= Exercise material =
· · · · · · ·

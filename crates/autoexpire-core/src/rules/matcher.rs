use chrono::{DateTime, Duration, Utc};

use super::Rule;
use crate::post::PostRecord;
use crate::storage::{MatchFilter, PostStore};
use crate::Result;

/// Finds the posts a rule applies to
pub struct PostMatcher<'a, S: PostStore + ?Sized> {
    store: &'a S,
}

/// Posts created at or before the returned instant are old enough for the rule
pub fn cutoff_for(days: u32, now: DateTime<Utc>) -> DateTime<Utc> {
    now - Duration::days(i64::from(days))
}

impl<'a, S: PostStore + ?Sized> PostMatcher<'a, S> {
    pub fn new(store: &'a S) -> Self {
        Self { store }
    }

    /// Published posts older than the rule's cutoff whose title contains the
    /// search term. A post may match several rules; nothing is deduplicated.
    pub async fn find_matches(&self, rule: &Rule, now: DateTime<Utc>) -> Result<Vec<PostRecord>> {
        let filter = MatchFilter {
            created_before: cutoff_for(rule.days, now),
            title_contains: rule.title_search.clone(),
        };

        tracing::debug!(
            slot = rule.slot,
            search = %rule.title_search,
            days = rule.days,
            cutoff = %filter.created_before.format("%Y-%m-%d %H:%M:%S"),
            "Querying candidate posts"
        );

        let candidates = self.store.find_candidates(&filter).await?;
        let total = candidates.len();

        let matches: Vec<PostRecord> = candidates
            .into_iter()
            .filter(|post| {
                let ok = post.is_actionable();
                if !ok {
                    tracing::debug!(post_id = post.id, "Skipping post that is no longer actionable");
                }
                ok
            })
            .collect();

        tracing::debug!(slot = rule.slot, "Found {} matching posts ({} candidates)", matches.len(), total);
        Ok(matches)
    }
}

#[cfg(test)]
mod tests {
    use super::*;
    use crate::rules::RuleAction;
    use crate::test_support::MemoryPostStore;

    fn rule(title: &str, days: u32) -> Rule {
        Rule {
            slot: 1,
            title_search: title.to_string(),
            days,
            action: RuleAction::Disable,
        }
    }

    #[tokio::test]
    async fn test_cutoff_boundary_is_inclusive() {
        let now = Utc::now();
        let store = MemoryPostStore::new();
        let older = store.insert("Sale A", now - Duration::days(31), 1);
        let newer = store.insert("Sale B", now - Duration::days(29), 1);
        let exact = store.insert("Sale C", now - Duration::days(30), 1);

        let matches = PostMatcher::new(&store).find_matches(&rule("Sale", 30), now).await.unwrap();
        let ids: Vec<_> = matches.iter().map(|p| p.id).collect();

        assert!(ids.contains(&older));
        assert!(ids.contains(&exact));
        assert!(!ids.contains(&newer));
    }

    #[tokio::test]
    async fn test_unpublished_posts_never_match() {
        let now = Utc::now();
        let store = MemoryPostStore::new();
        store.insert("Sale", now - Duration::days(100), 0);

        let matches = PostMatcher::new(&store).find_matches(&rule("Sale", 1), now).await.unwrap();
        assert!(matches.is_empty());
    }

    #[tokio::test]
    async fn test_title_match_is_case_insensitive() {
        let now = Utc::now();
        let store = MemoryPostStore::new();
        let id = store.insert("Summer SALE ends", now - Duration::days(10), 1);

        let matches = PostMatcher::new(&store).find_matches(&rule("sale", 7), now).await.unwrap();
        assert_eq!(matches.len(), 1);
        assert_eq!(matches[0].id, id);
    }

    #[tokio::test]
    async fn test_invalid_rows_from_store_are_skipped() {
        let now = Utc::now();
        let store = MemoryPostStore::new();
        store.insert("Sale", now - Duration::days(10), 1);
        // A store returning rows it should not have (concurrent edit, bad id)
        store.inject_candidate(PostRecord {
            id: 0,
            title: "Sale ghost".to_string(),
            created: now - Duration::days(10),
            published: 1,
            state: 0,
        });
        store.inject_candidate(PostRecord {
            id: 77,
            title: "Sale gone".to_string(),
            created: now - Duration::days(10),
            published: 0,
            state: 0,
        });

        let matches = PostMatcher::new(&store).find_matches(&rule("Sale", 7), now).await.unwrap();
        assert_eq!(matches.len(), 1);
        assert_eq!(matches[0].title, "Sale");
    }

    #[test]
    fn test_cutoff_for() {
        let now = Utc::now();
        assert_eq!(cutoff_for(1, now), now - Duration::days(1));
        assert_eq!(cutoff_for(3650, now), now - Duration::days(3650));
    }
}
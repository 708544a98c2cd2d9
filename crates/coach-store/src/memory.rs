use std::fs;
use std::path::{Path, PathBuf};

use coach_core::time::now_unix_secs;
use coach_core::{MemoryState, Mood, MoodRecord, export_json, import_json};

use crate::error::Result;

/// JSON-file-backed mood memory.
///
/// Every operation reloads the file; nothing is cached between calls. There
/// is no locking, so concurrent writers can lose updates.
#[derive(Debug, Clone)]
pub struct MemoryStore {
    path: PathBuf,
}

impl MemoryStore {
    /// No I/O happens until the first load or save.
    pub fn new(path: impl Into<PathBuf>) -> Self {
        Self { path: path.into() }
    }

    pub fn path(&self) -> &Path {
        &self.path
    }

    /// Read the memory file. A missing or unparseable file yields an empty
    /// state; this never fails.
    pub fn load(&self) -> MemoryState {
        let content = match fs::read_to_string(&self.path) {
            Ok(content) => content,
            Err(e) => {
                if e.kind() != std::io::ErrorKind::NotFound {
                    tracing::warn!("failed to read {}: {e}", self.path.display());
                }
                return MemoryState::new();
            }
        };

        match import_json(&content) {
            Ok(imported) => {
                if imported.dropped > 0 {
                    tracing::debug!(
                        "dropped {} malformed records from {}",
                        imported.dropped,
                        self.path.display()
                    );
                }
                imported.state
            }
            Err(e) => {
                tracing::warn!("ignoring corrupt memory file {}: {e}", self.path.display());
                MemoryState::new()
            }
        }
    }

    /// Overwrite the memory file with `state`.
    pub fn save(&self, state: &MemoryState) -> Result<()> {
        if let Some(parent) = self.path.parent()
            && !parent.as_os_str().is_empty()
        {
            fs::create_dir_all(parent)?;
        }
        let json = export_json(state)?;
        fs::write(&self.path, json)?;
        tracing::debug!("saved {} records to {}", state.len(), self.path.display());
        Ok(())
    }

    /// Load, push `mood` stamped now, truncate to capacity, save.
    pub fn append(&self, mood: Mood) -> Result<MoodRecord> {
        let record = MoodRecord::now(mood);
        self.append_record(record)?;
        Ok(record)
    }

    /// Load, push `record`, truncate to capacity, save.
    pub fn append_record(&self, record: MoodRecord) -> Result<()> {
        let mut state = self.load();
        state.push(record);
        self.save(&state)
    }

    /// Recency penalty for `mood` against the stored history, as of now.
    pub fn recency_penalty(&self, mood: Mood) -> f64 {
        self.load().recency_penalty(mood, now_unix_secs())
    }

    /// Overwrite the file with an empty history.
    pub fn reset(&self) -> Result<()> {
        self.save(&MemoryState::new())
    }

    /// Load and write back, normalizing the file to canonical form.
    pub fn flush(&self) -> Result<MemoryState> {
        let state = self.load();
        self.save(&state)?;
        Ok(state)
    }
}

#[cfg(test)]
mod tests {
    use super::*;
    use coach_core::{MEMORY_CAPACITY, RECENCY_PENALTY, RECENCY_WINDOW_SECS};
    use tempfile::TempDir;

    fn store(dir: &TempDir) -> MemoryStore {
        MemoryStore::new(dir.path().join("coach_memory.json"))
    }

    #[test]
    fn test_missing_file_is_empty() {
        let dir = TempDir::new().unwrap();
        let store = store(&dir);
        assert!(store.load().is_empty());
        assert!(!store.path().exists(), "load must not create the file");
    }

    #[test]
    fn test_corrupt_file_is_empty() {
        let dir = TempDir::new().unwrap();
        let store = store(&dir);
        fs::write(store.path(), "{ not json").unwrap();
        assert!(store.load().is_empty());
    }

    #[test]
    fn test_huge_year_in_file_is_dropped() {
        let dir = TempDir::new().unwrap();
        let store = store(&dir);
        fs::write(
            store.path(),
            r#"{"recent_moods":[{"mood":"sad","ts":"600000000000-01-01T00:00:00Z"}]}"#,
        )
        .unwrap();
        assert!(store.load().is_empty());
    }

    #[test]
    fn test_save_load_roundtrip() {
        let dir = TempDir::new().unwrap();
        let store = store(&dir);
        let mut state = MemoryState::new();
        state.remember(Mood::Sad, 1_771_632_000);
        state.remember(Mood::Happy, 1_771_632_600);

        store.save(&state).unwrap();
        assert_eq!(store.load(), state);
    }

    #[test]
    fn test_append_eleven_keeps_ten() {
        let dir = TempDir::new().unwrap();
        let store = store(&dir);
        for i in 0..11u64 {
            store
                .append_record(MoodRecord::new(Mood::ALL[(i % 5) as usize], 1_000 + i))
                .unwrap();
        }
        let state = store.load();
        assert_eq!(state.len(), MEMORY_CAPACITY);
        assert_eq!(state.records().next().unwrap().ts, 1_001);
        assert_eq!(state.latest().unwrap().ts, 1_010);
    }

    #[test]
    fn test_append_stamps_now_and_penalizes() {
        let dir = TempDir::new().unwrap();
        let store = store(&dir);
        let before = now_unix_secs();
        let record = store.append(Mood::Tired).unwrap();
        assert!(record.ts >= before);
        assert_eq!(store.recency_penalty(Mood::Tired), RECENCY_PENALTY);
        assert_eq!(store.recency_penalty(Mood::Happy), 0.0);
    }

    #[test]
    fn test_old_record_not_penalized() {
        let dir = TempDir::new().unwrap();
        let store = store(&dir);
        let old = now_unix_secs() - RECENCY_WINDOW_SECS - 1;
        store.append_record(MoodRecord::new(Mood::Sad, old)).unwrap();
        assert_eq!(store.recency_penalty(Mood::Sad), 0.0);
    }

    #[test]
    fn test_reset_overwrites() {
        let dir = TempDir::new().unwrap();
        let store = store(&dir);
        store.append(Mood::Happy).unwrap();
        store.reset().unwrap();
        assert!(store.load().is_empty());
        let raw = fs::read_to_string(store.path()).unwrap();
        let value: serde_json::Value = serde_json::from_str(&raw).unwrap();
        assert_eq!(value["recent_moods"], serde_json::json!([]));
    }

    #[test]
    fn test_flush_normalizes_and_creates_dirs() {
        let dir = TempDir::new().unwrap();
        let store = MemoryStore::new(dir.path().join("nested/deeper/memory.json"));
        let state = store.flush().unwrap();
        assert!(state.is_empty());
        assert!(store.path().exists());
    }

    #[test]
    fn test_reads_naive_timestamps_from_older_files() {
        let dir = TempDir::new().unwrap();
        let store = store(&dir);
        fs::write(
            store.path(),
            r#"{"recent_moods": [{"mood": "happy", "ts": "2026-02-21T00:00:00.000001"}]}"#,
        )
        .unwrap();
        let state = store.load();
        assert_eq!(state.latest(), Some(&MoodRecord::new(Mood::Happy, 1_771_632_000)));

        store.flush().unwrap();
        let raw = fs::read_to_string(store.path()).unwrap();
        assert!(raw.contains("2026-02-21T00:00:00Z"));
    }
}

· · · · · · ·

The entries above hold a line with "use crate::error::Result;" and a later line with "load or save.". Write out exactly those lines and all lines between, nothing more.

= Result of this task =
use crate::error::Result;

/// JSON-file-backed mood memory.
///
/// Every operation reloads the file; nothing is cached between calls. There
/// is no locking, so concurrent writers can lose updates.
#[derive(Debug, Clone)]
pub struct MemoryStore {
    path: PathBuf,
}

impl MemoryStore {
    /// No I/O happens until the first load or save.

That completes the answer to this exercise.